Ce sont les mots de Pasolini qui ouvrent en exergue le texte « Avrei voluto urlare, e ero muto »/ « J’aurais voulu hurler et me trouvais muet ». Le premier chant est une entrée dans la parole elliptique de l’observant, une parole vive, plantée dans la rue et dans l’impossibilité de marcher. Les yeux sont portés bas, sur un enfant. Un enfant qui ne court pas, le cou entouré de pierres. Il est le cri muet au visage de l’hypocrisie, il est ce qu’on inculque, à tort, le tuteur maladroit qui enserre, la vision étriquée.

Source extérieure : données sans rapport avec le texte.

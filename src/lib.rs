//! League Backfill
//!
//! Recovers the scores a game league actually recorded from its spreadsheet
//! exports, undoing crossword handicaps and the sheet's score encodings, and
//! produces JSON or SQL ready for loading into the league database.
//!
//! This library provides:
//! - `layout`: locating the header, handicap and data rows of a sheet
//! - `extract` / `normalize`: per-sheet score extraction and canonicalization
//! - `aggregate`: merging sheets and enforcing score uniqueness
//! - `sql`: INSERT and UPDATE generation
//!
//! Binaries:
//! - `backfill-league`: JSON or SQL backfill from one or more CSV exports
//! - `update-scores`: in-place conversion of stored Wordle / Connections scores

pub mod aggregate;
pub mod config;
pub mod error;
pub mod extract;
pub mod grid;
pub mod ids;
pub mod layout;
pub mod normalize;
pub mod parse;
pub mod pipeline;
pub mod sql;

pub use aggregate::{Backfill, DuplicatePolicy};
pub use config::LeagueConfig;
pub use error::{Error, LayoutError, Result};
pub use extract::{ScoreRecord, StartingWordRecord};
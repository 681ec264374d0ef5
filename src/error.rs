use std::path::PathBuf;

use thiserror::Error;

use crate::aggregate::DuplicateReport;
use crate::sql::SqlKey;

/// Structural problems that make a sheet unreadable.
#[derive(Debug, Clone, Copy, PartialEq, Eq, Error)]
pub enum LayoutError {
    #[error("could not find header row (needs \"puz\", \"player\" and \"cat.\")")]
    NoHeader,

    #[error("could not find header row with dates")]
    NoDateColumn,

    #[error("no dates found")]
    NoDates,

    #[error("could not find data row layout (no 'raw' row after header)")]
    NoRawRow,
}

#[derive(Debug, Error)]
pub enum Error {
    #[error("{}: {kind}", .path.display())]
    Layout { path: PathBuf, kind: LayoutError },

    #[error("{0}")]
    DuplicateScores(DuplicateReport),

    #[error("{}", format_sql_duplicates(.0))]
    DuplicateSqlKeys(Vec<SqlKey>),

    #[error("ids file must contain a real game_ids.{game} id (not a placeholder)")]
    PlaceholderId { game: String },

    #[error("IO error: {0}")]
    Io(#[from] std::io::Error),

    #[error("CSV error: {0}")]
    Csv(#[from] csv::Error),

    #[error("JSON error: {0}")]
    Json(#[from] serde_json::Error),
}

pub type Result<T> = std::result::Result<T, Error>;

const SQL_DUPLICATE_PREVIEW: usize = 30;

fn format_sql_duplicates(keys: &[SqlKey]) -> String {
    let mut msg = String::from(
        "Duplicate (user_id, game_id, date) in generated SQL, would violate scores_user_game_date_unique:",
    );
    for key in keys.iter().take(SQL_DUPLICATE_PREVIEW) {
        msg.push_str(&format!(
            "\n  {}... {}... {}",
            abbreviate(&key.user_id),
            abbreviate(&key.game_id),
            key.date
        ));
    }
    if keys.len() > SQL_DUPLICATE_PREVIEW {
        msg.push_str("\n  ... and more");
    }
    msg
}

fn abbreviate(id: &str) -> &str {
    match id.char_indices().nth(8) {
        Some((idx, _)) => &id[..idx],
        None => id,
    }
}

#[cfg(test)]
mod tests {
    use super::*;

    #[test]
    fn test_layout_error_names_file() {
        let err = Error::Layout {
            path: PathBuf::from("league.csv"),
            kind: LayoutError::NoDates,
        };
        assert_eq!(err.to_string(), "league.csv: no dates found");
    }

    #[test]
    fn test_sql_duplicates_abbreviate_ids() {
        let key = SqlKey {
            user_id: "0123456789abcdef".to_string(),
            game_id: "short".to_string(),
            date: chrono::NaiveDate::from_ymd_opt(2025, 12, 1).unwrap(),
        };
        let msg = Error::DuplicateSqlKeys(vec![key]).to_string();
        assert!(msg.ends_with("\n  01234567... short... 2025-12-01"));
    }
}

« Il est des jours où je ne vois ni le soleil,
ni la lune,
le regard est éduqué
pour rester à hauteur de vitrine ;
regard gondole, fausse Vénétie ».

Viens de là, comme un fil tiré, le souffle poétique qui seul peut dire dans l’espace laissé vide, entre ce qui vit encore pleinement et ce que la société a délaissé. S’amorce alors le récit de l’instant avant, avant la fin, avant la mort. Dans cet interstice fragile et vacillant, les mots s’accrochent, donnent corps, restituent d’un regard sans concession aucune la réalité qui le sous-tend. A l’imagerie d’un monde sensible qui élève, les mots du quotidien s’adjoignent dans l’ordinaire, bruts, violents. Et c’est là que le texte respire, par bouffées, dans le décalage. Là aussi que les mots atteignent la justesse pour devenir promontoires et abris tout à la fois, invocations dans la superposition confuse du monde. D’ailleurs, on y trouve tout : les tuyaux des machines qui maintiennent artificiellement la vie ; les enfants qui tournent en boucle sur des manèges ; le monde, sauvage et minéral, le sol sur lequel s’appuyer, les pierres et les herbes folles.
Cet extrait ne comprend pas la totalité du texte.